A website built by the University of Cambridge has been created to reveal the risk of coronavirus infection in indoor spaces.
The app has various customizable settings that include the level of ventilation, number of occupants and the level of activity and mask wear.
Everyone can use it to determine what risk they are taking in a room of virtually any size or type.
For each set of parameters, the site produces a graph showing the chance of infection over a given period, with the default being 09:00 to 17:00.
The website is called Airborne.cam and can be accessed here.

A website built by the University of Cambridge is programmed to show the risk of coronavirus infection in indoor spaces, and is used by the university to vet sites and make Covid-safe (stock).
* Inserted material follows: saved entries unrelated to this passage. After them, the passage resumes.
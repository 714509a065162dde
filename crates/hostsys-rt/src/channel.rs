//! Bounded multi-producer/multi-consumer message channel.
//!
//! A message is a non-empty group of values delivered as one unit. Storage
//! is a slot arena addressed by `head`/`tail`: each message occupies a
//! header slot holding its item count followed by one slot per value.
//!
//! Producers are held in `put` while more than `high_water_mark` messages
//! are pending; consumers block in `get` while nothing is pending.

use std::fmt;
use std::mem;
use std::sync::atomic::{AtomicUsize, Ordering};
use std::sync::Arc;

use crate::error::{Result, UsageError};
use crate::host_lock::{HostLock, HostYield, NoHostLock};
use crate::sync::{Condvar, Mutex, Timeout, WaitStatus};

const MIN_CAPACITY: usize = 8;

#[derive(Debug, Clone, PartialEq, Eq)]
pub struct ChannelConfig {
    /// `None` means unbounded: `put` never blocks.
    pub high_water_mark: Option<usize>,
    /// Initial slot count. Each message takes one slot more than its values.
    pub initial_capacity: usize,
}

impl Default for ChannelConfig {
    fn default() -> Self {
        ChannelConfig {
            high_water_mark: None,
            initial_capacity: 32,
        }
    }
}

enum Slot<T> {
    Empty,
    Header(usize),
    Value(T),
}

struct ChannelState<T> {
    slots: Vec<Slot<T>>,
    head: usize,
    tail: usize,
    /// Pending messages, not slots.
    count: usize,
    high_water_mark: Option<usize>,
    /// Producers parked on backpressure.
    blocked_producers: usize,
}

impl<T> ChannelState<T> {
    fn with_capacity(capacity: usize, high_water_mark: Option<usize>) -> Self {
        let mut slots = Vec::new();
        slots.resize_with(capacity, || Slot::Empty);
        ChannelState {
            slots,
            head: 0,
            tail: 0,
            count: 0,
            high_water_mark,
            blocked_producers: 0,
        }
    }

    fn over_mark(&self) -> bool {
        self.high_water_mark.is_some_and(|mark| self.count > mark)
    }

    fn push(&mut self, values: Vec<T>) {
        let n = values.len();
        self.reserve(n + 1);
        self.slots[self.tail] = Slot::Header(n);
        self.tail += 1;
        for value in values {
            self.slots[self.tail] = Slot::Value(value);
            self.tail += 1;
        }
        self.count += 1;
    }

    /// Make room for `needed` slots at `tail`. Live slots are moved to the
    /// front first; capacity doubles only if that is not enough.
    fn reserve(&mut self, needed: usize) {
        if self.tail + needed <= self.slots.len() {
            return;
        }
        if self.head > 0 {
            self.slots[..self.tail].rotate_left(self.head);
            self.tail -= self.head;
            self.head = 0;
            if self.tail + needed <= self.slots.len() {
                return;
            }
        }
        let mut capacity = self.slots.len().max(MIN_CAPACITY);
        while self.tail + needed > capacity {
            capacity *= 2;
        }
        self.slots.resize_with(capacity, || Slot::Empty);
    }

    /// Remove the oldest message. Caller guarantees `count > 0`.
    fn pop(&mut self) -> Vec<T> {
        let n = match mem::replace(&mut self.slots[self.head], Slot::Empty) {
            Slot::Header(n) => n,
            _ => unreachable!("channel head does not point at a message header"),
        };
        let first = self.head + 1;
        let values = self.slots[first..first + n]
            .iter_mut()
            .map(|slot| match mem::replace(slot, Slot::Empty) {
                Slot::Value(value) => value,
                _ => unreachable!("channel message truncated"),
            })
            .collect();
        self.head = first + n;
        self.count -= 1;
        if self.head == self.tail {
            self.head = 0;
            self.tail = 0;
        }
        values
    }
}

/// A FIFO of value groups shared between threads.
pub struct Channel<T> {
    state: Mutex<ChannelState<T>>,
    /// "message available"
    put_cond: Condvar,
    /// "slot consumed"
    get_cond: Condvar,
    /// Mirror of `count` for lock-free snapshots.
    pending: AtomicUsize,
    host: Arc<dyn HostLock>,
}

impl<T> Channel<T> {
    pub fn new() -> Result<Self> {
        Self::with_config(ChannelConfig::default(), Arc::new(NoHostLock))
    }

    pub fn with_config(config: ChannelConfig, host: Arc<dyn HostLock>) -> Result<Self> {
        let put_cond = Condvar::new()?;
        let get_cond = Condvar::new()?;
        let state = Mutex::new(ChannelState::with_capacity(
            config.initial_capacity,
            config.high_water_mark,
        ))?;
        Ok(Channel {
            state,
            put_cond,
            get_cond,
            pending: AtomicUsize::new(0),
            host,
        })
    }

    /// Append one message. Blocks while the channel is over its high-water
    /// mark, until consumers bring it back to or under the mark.
    pub fn put(&self, values: Vec<T>) -> Result<()> {
        if values.is_empty() {
            return Err(UsageError::EmptyMessage.into());
        }

        let _yield = HostYield::new(&*self.host);
        let mut state = self.state.lock();
        state.push(values);
        self.pending.store(state.count, Ordering::Release);
        self.put_cond.signal()?;

        if state.over_mark() {
            tracing::trace!(count = state.count, mark = ?state.high_water_mark, "producer held by backpressure");
            state.blocked_producers += 1;
            let waited = self
                .get_cond
                .wait_while(&mut state, Timeout::Infinite, |s| s.over_mark());
            state.blocked_producers -= 1;
            waited?;
            tracing::trace!(count = state.count, "producer released");
        }
        Ok(())
    }

    /// Take the oldest message, waiting up to `timeout` for one to arrive.
    /// Returns `Ok(None)` on timeout; nothing is consumed in that case.
    pub fn get(&self, timeout: Timeout) -> Result<Option<Vec<T>>> {
        let _yield = HostYield::new(&*self.host);
        let mut state = self.state.lock();

        let status = self
            .put_cond
            .wait_while(&mut state, timeout, |s| s.count == 0)?;
        if status == WaitStatus::TimedOut {
            return Ok(None);
        }

        let values = state.pop();
        self.pending.store(state.count, Ordering::Release);
        // Backpressure is a channel-wide predicate: once under the mark,
        // every parked producer may go.
        if state.blocked_producers > 0 && !state.over_mark() {
            self.get_cond.broadcast()?;
        }
        Ok(Some(values))
    }

    /// Non-blocking `get`.
    pub fn try_get(&self) -> Result<Option<Vec<T>>> {
        self.get(Timeout::Millis(0))
    }

    pub fn high_water_mark(&self) -> Option<usize> {
        self.state.lock().high_water_mark
    }

    /// Set or clear (`None`) the high-water mark. Returns the previous one.
    pub fn set_high_water_mark(&self, mark: Option<usize>) -> Result<Option<usize>> {
        let mut state = self.state.lock();
        let previous = mem::replace(&mut state.high_water_mark, mark);
        if state.blocked_producers > 0 && !state.over_mark() {
            self.get_cond.broadcast()?;
        }
        Ok(previous)
    }

    /// Pending messages. A snapshot only; other threads may change it at once.
    pub fn len(&self) -> usize {
        self.pending.load(Ordering::Acquire)
    }

    pub fn is_empty(&self) -> bool {
        self.len() == 0
    }
}

impl<T> fmt::Display for Channel<T> {
    fn fmt(&self, f: &mut fmt::Formatter<'_>) -> fmt::Result {
        write!(f, "[chan: {:p}]", self)
    }
}

impl<T> fmt::Debug for Channel<T> {
    fn fmt(&self, f: &mut fmt::Formatter<'_>) -> fmt::Result {
        f.debug_struct("Channel")
            .field("len", &self.len())
            .finish_non_exhaustive()
    }
}

#[cfg(test)]
mod tests {
    use super::*;
    use crate::host_lock::tests::CountingHostLock;
    use std::collections::HashSet;
    use std::sync::atomic::AtomicBool;
    use std::thread;
    use std::time::{Duration, Instant};

    fn channel<T>() -> Channel<T> {
        Channel::new().unwrap()
    }

    #[test]
    fn round_trip_keeps_groups() {
        let chan = channel();
        chan.put(vec!["a", "b"]).unwrap();
        assert_eq!(chan.get(Timeout::Infinite).unwrap(), Some(vec!["a", "b"]));

        chan.put(vec!["x"]).unwrap();
        chan.put(vec!["y"]).unwrap();
        assert_eq!(chan.len(), 2);
        assert_eq!(chan.get(Timeout::Infinite).unwrap(), Some(vec!["x"]));
        assert_eq!(chan.get(Timeout::Infinite).unwrap(), Some(vec!["y"]));
        assert!(chan.is_empty());
    }

    #[test]
    fn fifo_across_many_messages_and_growth() {
        let chan = Channel::with_config(
            ChannelConfig {
                initial_capacity: 2,
                ..Default::default()
            },
            Arc::new(NoHostLock),
        )
        .unwrap();
        for i in 0..200usize {
            let group: Vec<usize> = (0..(i % 4) + 1).map(|j| i * 10 + j).collect();
            chan.put(group).unwrap();
            // Interleave some consumption so head moves away from zero.
            if i % 3 == 0 {
                assert!(chan.try_get().unwrap().is_some());
            }
        }
        let mut last = None;
        while let Some(group) = chan.try_get().unwrap() {
            let first = group[0] / 10;
            assert_eq!(group.len(), (first % 4) + 1);
            for (j, v) in group.iter().enumerate() {
                assert_eq!(*v, first * 10 + j);
            }
            if let Some(prev) = last {
                assert!(first > prev, "out of order: {} after {}", first, prev);
            }
            last = Some(first);
        }
    }

    #[test]
    fn indices_reset_when_drained() {
        let chan = channel();
        chan.put(vec![1, 2, 3]).unwrap();
        chan.put(vec![4]).unwrap();
        chan.get(Timeout::Infinite).unwrap();
        {
            let state = chan.state.lock();
            assert_eq!((state.head, state.tail), (4, 6));
        }
        chan.get(Timeout::Infinite).unwrap();
        let state = chan.state.lock();
        assert_eq!((state.head, state.tail), (0, 0));
        assert!(state.slots.iter().all(|s| matches!(s, Slot::Empty)));
    }

    #[test]
    fn empty_put_is_usage_error() {
        let chan: Channel<u8> = channel();
        let err = chan.put(Vec::new()).unwrap_err();
        assert!(err.is_usage());
        assert!(chan.is_empty());
    }

    #[test]
    fn get_times_out_without_consuming() {
        let chan: Channel<u8> = channel();
        let start = Instant::now();
        assert_eq!(chan.get(Timeout::from_millis(50)).unwrap(), None);
        assert!(start.elapsed() >= Duration::from_millis(50));
        assert_eq!(chan.len(), 0);
    }

    #[test]
    fn get_wakes_on_put_from_other_thread() {
        let chan = Arc::new(channel());
        let producer = {
            let chan = chan.clone();
            thread::spawn(move || {
                thread::sleep(Duration::from_millis(20));
                chan.put(vec![7u32]).unwrap();
            })
        };
        assert_eq!(chan.get(Timeout::from_millis(5000)).unwrap(), Some(vec![7]));
        producer.join().unwrap();
    }

    #[test]
    fn high_water_mark_blocks_producer_until_get() {
        let k = 3;
        let chan = Arc::new(channel());
        assert_eq!(chan.set_high_water_mark(Some(k)).unwrap(), None);
        for i in 0..k {
            chan.put(vec![i]).unwrap();
        }

        let done = Arc::new(AtomicBool::new(false));
        let producer = {
            let chan = chan.clone();
            let done = done.clone();
            thread::spawn(move || {
                chan.put(vec![k]).unwrap();
                done.store(true, Ordering::SeqCst);
            })
        };

        thread::sleep(Duration::from_millis(50));
        assert!(!done.load(Ordering::SeqCst), "put past the mark should block");

        assert_eq!(chan.get(Timeout::Infinite).unwrap(), Some(vec![0]));
        producer.join().unwrap();
        assert!(done.load(Ordering::SeqCst));
        assert_eq!(chan.len(), k);
    }

    #[test]
    fn clearing_mark_releases_all_producers() {
        let chan = Arc::new(channel());
        chan.set_high_water_mark(Some(0)).unwrap();
        let producers: Vec<_> = (0..3)
            .map(|i| {
                let chan = chan.clone();
                thread::spawn(move || chan.put(vec![i]).unwrap())
            })
            .collect();
        thread::sleep(Duration::from_millis(30));
        assert_eq!(chan.set_high_water_mark(None).unwrap(), Some(0));
        for p in producers {
            p.join().unwrap();
        }
        assert_eq!(chan.len(), 3);
        assert_eq!(chan.high_water_mark(), None);
    }

    #[test]
    fn blocking_calls_yield_host_lock() {
        let host = Arc::new(CountingHostLock::default());
        let chan: Channel<u8> = Channel::with_config(ChannelConfig::default(), host.clone()).unwrap();
        chan.put(vec![1]).unwrap();
        chan.get(Timeout::Infinite).unwrap();
        // Timed-out get still restores the lock.
        assert_eq!(chan.get(Timeout::from_millis(5)).unwrap(), None);
        assert!(chan.put(Vec::new()).is_err());
        assert_eq!(host.released.load(Ordering::SeqCst), 3);
        assert_eq!(host.acquired.load(Ordering::SeqCst), 3);
    }

    #[test]
    fn concurrent_producers_and_consumers_lose_nothing() {
        const PRODUCERS: usize = 8;
        const CONSUMERS: usize = 4;
        const PER_PRODUCER: usize = 1000;
        const TOTAL: usize = PRODUCERS * PER_PRODUCER;

        let chan = Arc::new(Channel::new().unwrap());
        chan.set_high_water_mark(Some(64)).unwrap();
        let received = Arc::new(AtomicUsize::new(0));

        let producers: Vec<_> = (0..PRODUCERS)
            .map(|p| {
                let chan = chan.clone();
                thread::spawn(move || {
                    for i in 0..PER_PRODUCER {
                        chan.put(vec![p * PER_PRODUCER + i]).unwrap();
                    }
                })
            })
            .collect();

        let consumers: Vec<_> = (0..CONSUMERS)
            .map(|_| {
                let chan = chan.clone();
                let received = received.clone();
                thread::spawn(move || {
                    let mut seen = Vec::new();
                    while received.load(Ordering::SeqCst) < TOTAL {
                        if let Some(msg) = chan.get(Timeout::from_millis(20)).unwrap() {
                            assert_eq!(msg.len(), 1);
                            seen.push(msg[0]);
                            received.fetch_add(1, Ordering::SeqCst);
                        }
                    }
                    seen
                })
            })
            .collect();

        for p in producers {
            p.join().unwrap();
        }
        let mut all = HashSet::new();
        for c in consumers {
            for v in c.join().unwrap() {
                assert!(all.insert(v), "duplicate message {}", v);
            }
        }
        assert_eq!(all.len(), TOTAL);
        assert!(chan.is_empty());
    }

    #[test]
    fn display_shows_address() {
        let chan: Channel<u8> = channel();
        let shown = chan.to_string();
        assert!(shown.starts_with("[chan: 0x"), "{}", shown);
        assert!(shown.ends_with(']'));
    }
}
The online tool shows that in an office of 30 people, which is 100 square meters with three meters high ceilings, there is a risk that someone could catch the virus from 09:00 to 17:00 if someone is infected and no one wears masks, 6.06 percent is (pictured))
The graph it creates, which shows the risk of infection of an individual, is calculated by a series of scientific comparisons described in a new study published in Proceedings of the Royal Society A.
Users can determine the room’s occupancy, type of mask and activity level. Mask settings do not contain any mask, surgical masks, N95 masks or cloth covers.
Activity level can also be changed, from sitting / breathing to heavy exercise.
Ventilation can also be changed, with six options ranging from poorly ventilated to industrial ventilation of hospitals.
The academics also built in room dimensions and a period that are taken into account in the comparison.
As part of their research, the scientists found that two people chatting freely in a poorly ventilated space while not wearing a mask poses a greater risk of infection than when one of them would cough.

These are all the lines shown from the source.